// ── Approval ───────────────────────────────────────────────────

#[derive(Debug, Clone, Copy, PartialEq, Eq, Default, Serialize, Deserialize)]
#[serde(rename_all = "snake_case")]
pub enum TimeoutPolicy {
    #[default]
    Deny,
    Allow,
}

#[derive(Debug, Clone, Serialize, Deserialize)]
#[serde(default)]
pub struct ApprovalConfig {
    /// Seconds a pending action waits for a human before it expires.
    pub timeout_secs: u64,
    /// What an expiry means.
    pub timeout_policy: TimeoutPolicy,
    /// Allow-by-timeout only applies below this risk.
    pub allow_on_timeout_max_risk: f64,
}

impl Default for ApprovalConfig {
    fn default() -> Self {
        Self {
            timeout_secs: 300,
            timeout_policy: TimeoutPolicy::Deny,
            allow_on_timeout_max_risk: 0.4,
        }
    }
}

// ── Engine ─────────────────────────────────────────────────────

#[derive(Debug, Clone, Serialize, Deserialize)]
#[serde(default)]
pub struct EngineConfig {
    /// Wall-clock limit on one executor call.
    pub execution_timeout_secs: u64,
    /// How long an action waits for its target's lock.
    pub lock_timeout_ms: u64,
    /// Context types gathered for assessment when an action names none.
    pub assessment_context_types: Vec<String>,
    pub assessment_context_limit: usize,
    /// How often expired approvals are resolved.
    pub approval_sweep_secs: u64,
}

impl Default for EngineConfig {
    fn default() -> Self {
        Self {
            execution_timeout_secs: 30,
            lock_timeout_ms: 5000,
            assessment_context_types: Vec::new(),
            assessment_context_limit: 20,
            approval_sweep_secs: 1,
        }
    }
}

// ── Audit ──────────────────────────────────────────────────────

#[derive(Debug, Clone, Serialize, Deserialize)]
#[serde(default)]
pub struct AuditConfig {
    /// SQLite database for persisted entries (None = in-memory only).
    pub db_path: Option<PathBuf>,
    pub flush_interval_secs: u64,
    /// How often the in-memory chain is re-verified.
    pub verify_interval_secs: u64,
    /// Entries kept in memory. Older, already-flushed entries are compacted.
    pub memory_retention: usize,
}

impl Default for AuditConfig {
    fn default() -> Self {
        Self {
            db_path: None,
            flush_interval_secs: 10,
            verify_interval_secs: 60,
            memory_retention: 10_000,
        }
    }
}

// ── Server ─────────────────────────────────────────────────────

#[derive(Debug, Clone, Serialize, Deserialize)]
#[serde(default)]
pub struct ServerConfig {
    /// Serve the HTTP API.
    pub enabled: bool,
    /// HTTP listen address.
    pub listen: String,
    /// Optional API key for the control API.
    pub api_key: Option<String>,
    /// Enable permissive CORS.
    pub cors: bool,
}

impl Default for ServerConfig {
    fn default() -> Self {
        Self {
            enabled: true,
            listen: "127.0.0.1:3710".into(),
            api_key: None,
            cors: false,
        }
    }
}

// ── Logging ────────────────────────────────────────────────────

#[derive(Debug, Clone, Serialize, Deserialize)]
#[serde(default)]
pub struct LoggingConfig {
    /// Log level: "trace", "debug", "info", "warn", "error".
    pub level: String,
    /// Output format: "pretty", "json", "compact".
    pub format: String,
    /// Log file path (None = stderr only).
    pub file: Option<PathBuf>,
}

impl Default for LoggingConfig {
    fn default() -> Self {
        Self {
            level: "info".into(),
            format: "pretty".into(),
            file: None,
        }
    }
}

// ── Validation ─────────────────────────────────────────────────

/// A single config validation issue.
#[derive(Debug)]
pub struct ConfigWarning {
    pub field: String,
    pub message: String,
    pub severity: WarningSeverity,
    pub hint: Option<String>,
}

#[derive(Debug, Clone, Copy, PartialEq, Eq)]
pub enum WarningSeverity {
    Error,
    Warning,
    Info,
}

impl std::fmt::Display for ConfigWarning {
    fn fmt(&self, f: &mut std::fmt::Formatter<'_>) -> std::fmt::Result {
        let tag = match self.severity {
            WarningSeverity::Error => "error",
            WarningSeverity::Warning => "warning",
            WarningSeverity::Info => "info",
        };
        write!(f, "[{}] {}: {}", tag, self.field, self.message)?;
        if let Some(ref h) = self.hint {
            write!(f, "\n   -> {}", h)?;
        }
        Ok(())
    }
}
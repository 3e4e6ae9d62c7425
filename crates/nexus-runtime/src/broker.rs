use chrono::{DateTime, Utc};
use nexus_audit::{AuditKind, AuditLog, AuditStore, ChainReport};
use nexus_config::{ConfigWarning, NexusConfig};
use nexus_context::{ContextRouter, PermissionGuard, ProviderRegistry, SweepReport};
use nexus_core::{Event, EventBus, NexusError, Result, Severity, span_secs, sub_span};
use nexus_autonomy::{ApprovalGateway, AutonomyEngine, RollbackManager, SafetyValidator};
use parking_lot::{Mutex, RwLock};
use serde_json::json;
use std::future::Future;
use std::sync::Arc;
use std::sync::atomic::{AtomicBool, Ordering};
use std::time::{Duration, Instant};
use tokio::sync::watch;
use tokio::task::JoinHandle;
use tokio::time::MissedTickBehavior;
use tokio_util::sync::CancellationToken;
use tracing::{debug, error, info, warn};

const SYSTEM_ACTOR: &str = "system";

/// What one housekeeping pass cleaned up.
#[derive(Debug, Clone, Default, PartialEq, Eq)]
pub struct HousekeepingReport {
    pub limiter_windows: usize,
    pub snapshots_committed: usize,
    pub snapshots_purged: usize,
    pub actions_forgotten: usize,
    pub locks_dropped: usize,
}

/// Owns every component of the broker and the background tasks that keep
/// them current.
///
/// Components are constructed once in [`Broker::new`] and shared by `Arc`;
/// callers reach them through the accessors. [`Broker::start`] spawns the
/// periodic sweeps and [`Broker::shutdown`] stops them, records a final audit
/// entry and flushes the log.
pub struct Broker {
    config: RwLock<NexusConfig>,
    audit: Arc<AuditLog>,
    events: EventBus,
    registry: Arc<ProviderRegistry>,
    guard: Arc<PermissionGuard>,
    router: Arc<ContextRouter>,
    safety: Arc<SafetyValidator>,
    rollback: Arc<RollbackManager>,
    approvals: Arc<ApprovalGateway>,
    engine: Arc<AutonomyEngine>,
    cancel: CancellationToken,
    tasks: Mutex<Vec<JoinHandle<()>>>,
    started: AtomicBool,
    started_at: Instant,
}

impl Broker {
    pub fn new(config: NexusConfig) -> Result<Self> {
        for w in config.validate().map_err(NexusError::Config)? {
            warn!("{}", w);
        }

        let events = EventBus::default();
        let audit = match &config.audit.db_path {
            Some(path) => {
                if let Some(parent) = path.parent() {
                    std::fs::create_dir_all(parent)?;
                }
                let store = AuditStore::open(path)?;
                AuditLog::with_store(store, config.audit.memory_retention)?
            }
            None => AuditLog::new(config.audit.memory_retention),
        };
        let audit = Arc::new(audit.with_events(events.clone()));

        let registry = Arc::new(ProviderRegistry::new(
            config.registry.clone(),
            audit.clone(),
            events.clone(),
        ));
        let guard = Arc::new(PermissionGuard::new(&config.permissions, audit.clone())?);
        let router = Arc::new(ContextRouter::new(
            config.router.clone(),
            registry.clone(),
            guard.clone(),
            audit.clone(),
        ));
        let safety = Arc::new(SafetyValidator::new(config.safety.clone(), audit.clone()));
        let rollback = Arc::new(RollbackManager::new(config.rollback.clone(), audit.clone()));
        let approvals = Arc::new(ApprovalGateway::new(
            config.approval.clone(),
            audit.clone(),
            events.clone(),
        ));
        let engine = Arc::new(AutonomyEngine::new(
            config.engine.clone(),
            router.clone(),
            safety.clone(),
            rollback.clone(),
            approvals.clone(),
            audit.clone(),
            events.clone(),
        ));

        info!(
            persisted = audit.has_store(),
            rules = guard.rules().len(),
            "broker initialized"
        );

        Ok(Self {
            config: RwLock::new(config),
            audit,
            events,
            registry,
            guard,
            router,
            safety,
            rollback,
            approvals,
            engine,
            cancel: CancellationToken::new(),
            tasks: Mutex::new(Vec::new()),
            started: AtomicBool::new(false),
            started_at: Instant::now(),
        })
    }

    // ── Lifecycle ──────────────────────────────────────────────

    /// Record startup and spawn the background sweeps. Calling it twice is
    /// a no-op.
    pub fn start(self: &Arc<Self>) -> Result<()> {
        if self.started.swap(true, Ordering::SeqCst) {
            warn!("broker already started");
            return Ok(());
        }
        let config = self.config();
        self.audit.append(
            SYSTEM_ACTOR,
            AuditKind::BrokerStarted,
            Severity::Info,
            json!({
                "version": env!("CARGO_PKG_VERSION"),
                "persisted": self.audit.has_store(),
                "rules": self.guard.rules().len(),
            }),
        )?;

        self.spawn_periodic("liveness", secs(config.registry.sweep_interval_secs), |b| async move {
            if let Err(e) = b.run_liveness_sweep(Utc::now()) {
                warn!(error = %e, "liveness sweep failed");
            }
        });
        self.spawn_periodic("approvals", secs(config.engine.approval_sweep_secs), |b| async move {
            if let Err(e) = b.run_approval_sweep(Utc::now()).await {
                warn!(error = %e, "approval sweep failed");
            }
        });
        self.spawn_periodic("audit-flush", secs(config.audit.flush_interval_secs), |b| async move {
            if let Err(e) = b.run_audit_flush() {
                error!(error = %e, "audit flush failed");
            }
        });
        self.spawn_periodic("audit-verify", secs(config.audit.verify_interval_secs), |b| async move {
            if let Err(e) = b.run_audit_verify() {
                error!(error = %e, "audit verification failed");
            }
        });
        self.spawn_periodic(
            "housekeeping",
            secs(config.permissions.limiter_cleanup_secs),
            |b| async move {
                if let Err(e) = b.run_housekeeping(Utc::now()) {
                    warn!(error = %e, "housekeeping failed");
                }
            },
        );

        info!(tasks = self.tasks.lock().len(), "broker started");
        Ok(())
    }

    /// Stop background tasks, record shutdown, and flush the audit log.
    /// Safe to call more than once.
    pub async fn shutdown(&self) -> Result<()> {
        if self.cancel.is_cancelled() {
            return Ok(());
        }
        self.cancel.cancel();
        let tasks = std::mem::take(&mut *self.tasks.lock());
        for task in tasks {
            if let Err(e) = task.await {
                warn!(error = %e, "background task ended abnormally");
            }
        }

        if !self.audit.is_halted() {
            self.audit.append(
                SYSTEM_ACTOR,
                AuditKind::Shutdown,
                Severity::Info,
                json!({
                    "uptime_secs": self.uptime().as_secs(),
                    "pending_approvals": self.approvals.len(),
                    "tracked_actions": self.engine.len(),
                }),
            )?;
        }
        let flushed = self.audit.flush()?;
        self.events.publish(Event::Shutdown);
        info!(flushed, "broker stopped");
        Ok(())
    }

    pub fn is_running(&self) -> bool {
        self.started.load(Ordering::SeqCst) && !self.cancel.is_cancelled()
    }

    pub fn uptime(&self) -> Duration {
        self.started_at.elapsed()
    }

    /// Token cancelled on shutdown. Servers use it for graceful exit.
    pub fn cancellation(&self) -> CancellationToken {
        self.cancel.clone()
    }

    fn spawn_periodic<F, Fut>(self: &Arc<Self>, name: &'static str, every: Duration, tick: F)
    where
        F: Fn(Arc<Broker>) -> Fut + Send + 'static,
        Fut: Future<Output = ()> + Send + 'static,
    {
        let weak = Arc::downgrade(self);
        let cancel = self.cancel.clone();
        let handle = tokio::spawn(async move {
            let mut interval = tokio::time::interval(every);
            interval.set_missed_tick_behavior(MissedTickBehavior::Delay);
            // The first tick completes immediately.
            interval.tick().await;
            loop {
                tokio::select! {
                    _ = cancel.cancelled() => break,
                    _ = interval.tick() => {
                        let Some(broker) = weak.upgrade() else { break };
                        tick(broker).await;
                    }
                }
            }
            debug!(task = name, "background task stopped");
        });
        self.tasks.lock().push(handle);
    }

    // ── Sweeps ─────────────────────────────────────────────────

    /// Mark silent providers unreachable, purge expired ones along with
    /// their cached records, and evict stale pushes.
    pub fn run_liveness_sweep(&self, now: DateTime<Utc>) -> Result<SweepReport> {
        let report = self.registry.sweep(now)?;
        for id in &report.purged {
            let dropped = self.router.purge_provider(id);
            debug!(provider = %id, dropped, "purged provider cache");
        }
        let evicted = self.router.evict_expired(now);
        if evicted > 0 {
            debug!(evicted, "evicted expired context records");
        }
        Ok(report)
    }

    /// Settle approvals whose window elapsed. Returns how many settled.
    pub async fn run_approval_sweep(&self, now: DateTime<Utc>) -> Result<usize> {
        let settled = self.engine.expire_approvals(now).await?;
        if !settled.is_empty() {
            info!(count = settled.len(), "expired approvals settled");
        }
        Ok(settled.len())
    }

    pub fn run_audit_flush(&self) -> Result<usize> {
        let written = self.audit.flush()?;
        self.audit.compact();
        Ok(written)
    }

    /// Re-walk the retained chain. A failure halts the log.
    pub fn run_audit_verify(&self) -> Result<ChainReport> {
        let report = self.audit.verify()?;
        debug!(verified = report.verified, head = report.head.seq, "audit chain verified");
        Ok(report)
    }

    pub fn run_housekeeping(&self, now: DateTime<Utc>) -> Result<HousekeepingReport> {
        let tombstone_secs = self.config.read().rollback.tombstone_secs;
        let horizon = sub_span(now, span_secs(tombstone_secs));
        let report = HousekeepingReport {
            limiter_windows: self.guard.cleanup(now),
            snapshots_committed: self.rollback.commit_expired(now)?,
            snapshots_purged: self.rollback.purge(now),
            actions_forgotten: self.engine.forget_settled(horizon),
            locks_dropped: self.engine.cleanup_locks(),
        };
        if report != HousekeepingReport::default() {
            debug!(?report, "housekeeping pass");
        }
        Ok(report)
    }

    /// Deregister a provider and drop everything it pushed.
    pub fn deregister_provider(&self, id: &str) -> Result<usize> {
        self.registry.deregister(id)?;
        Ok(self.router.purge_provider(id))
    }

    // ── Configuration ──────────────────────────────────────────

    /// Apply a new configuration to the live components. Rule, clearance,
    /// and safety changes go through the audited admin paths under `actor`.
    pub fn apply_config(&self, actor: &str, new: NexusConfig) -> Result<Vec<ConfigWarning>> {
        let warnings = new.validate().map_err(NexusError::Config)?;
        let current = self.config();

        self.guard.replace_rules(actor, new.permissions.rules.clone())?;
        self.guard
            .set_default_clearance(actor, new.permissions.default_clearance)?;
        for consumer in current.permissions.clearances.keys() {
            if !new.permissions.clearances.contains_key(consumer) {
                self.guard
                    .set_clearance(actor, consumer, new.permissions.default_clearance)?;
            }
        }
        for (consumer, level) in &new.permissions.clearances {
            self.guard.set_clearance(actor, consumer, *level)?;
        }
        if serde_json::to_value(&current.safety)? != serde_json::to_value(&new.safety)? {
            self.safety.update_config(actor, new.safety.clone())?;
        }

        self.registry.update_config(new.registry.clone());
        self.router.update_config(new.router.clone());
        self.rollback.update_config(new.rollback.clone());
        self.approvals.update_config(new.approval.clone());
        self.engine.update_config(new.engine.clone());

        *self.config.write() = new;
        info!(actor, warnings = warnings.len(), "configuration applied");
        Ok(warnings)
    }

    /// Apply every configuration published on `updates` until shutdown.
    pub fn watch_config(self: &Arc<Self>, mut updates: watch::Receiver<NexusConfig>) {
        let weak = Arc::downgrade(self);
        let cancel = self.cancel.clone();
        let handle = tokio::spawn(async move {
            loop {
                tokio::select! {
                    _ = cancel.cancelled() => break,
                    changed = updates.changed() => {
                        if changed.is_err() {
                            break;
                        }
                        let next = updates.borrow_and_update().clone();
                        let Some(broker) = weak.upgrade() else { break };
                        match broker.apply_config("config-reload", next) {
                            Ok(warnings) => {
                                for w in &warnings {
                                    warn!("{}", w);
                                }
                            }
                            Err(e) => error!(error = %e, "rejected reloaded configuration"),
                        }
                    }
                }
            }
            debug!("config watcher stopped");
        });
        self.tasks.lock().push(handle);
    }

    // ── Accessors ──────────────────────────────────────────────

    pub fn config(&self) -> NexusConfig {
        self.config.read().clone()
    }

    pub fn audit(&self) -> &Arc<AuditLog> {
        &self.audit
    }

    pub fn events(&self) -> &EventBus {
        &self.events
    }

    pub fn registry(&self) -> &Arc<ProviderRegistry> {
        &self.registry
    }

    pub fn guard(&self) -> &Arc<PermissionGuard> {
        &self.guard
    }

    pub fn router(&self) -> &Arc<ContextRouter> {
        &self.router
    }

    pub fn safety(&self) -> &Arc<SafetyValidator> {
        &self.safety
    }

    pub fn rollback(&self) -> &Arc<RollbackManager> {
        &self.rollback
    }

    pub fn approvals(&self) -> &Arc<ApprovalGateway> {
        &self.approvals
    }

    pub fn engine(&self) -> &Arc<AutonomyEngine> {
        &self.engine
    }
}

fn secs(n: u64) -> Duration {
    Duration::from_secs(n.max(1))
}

* * * * * * * * *

EXERCISE:
Take every line from the records above that has the word "ProviderRegistry" and copy it.

RESPONSE AREA:
use nexus_context::{ContextRouter, PermissionGuard, ProviderRegistry, SweepReport};
    registry: Arc<ProviderRegistry>,
        let registry = Arc::new(ProviderRegistry::new(
    pub fn registry(&self) -> &Arc<ProviderRegistry> {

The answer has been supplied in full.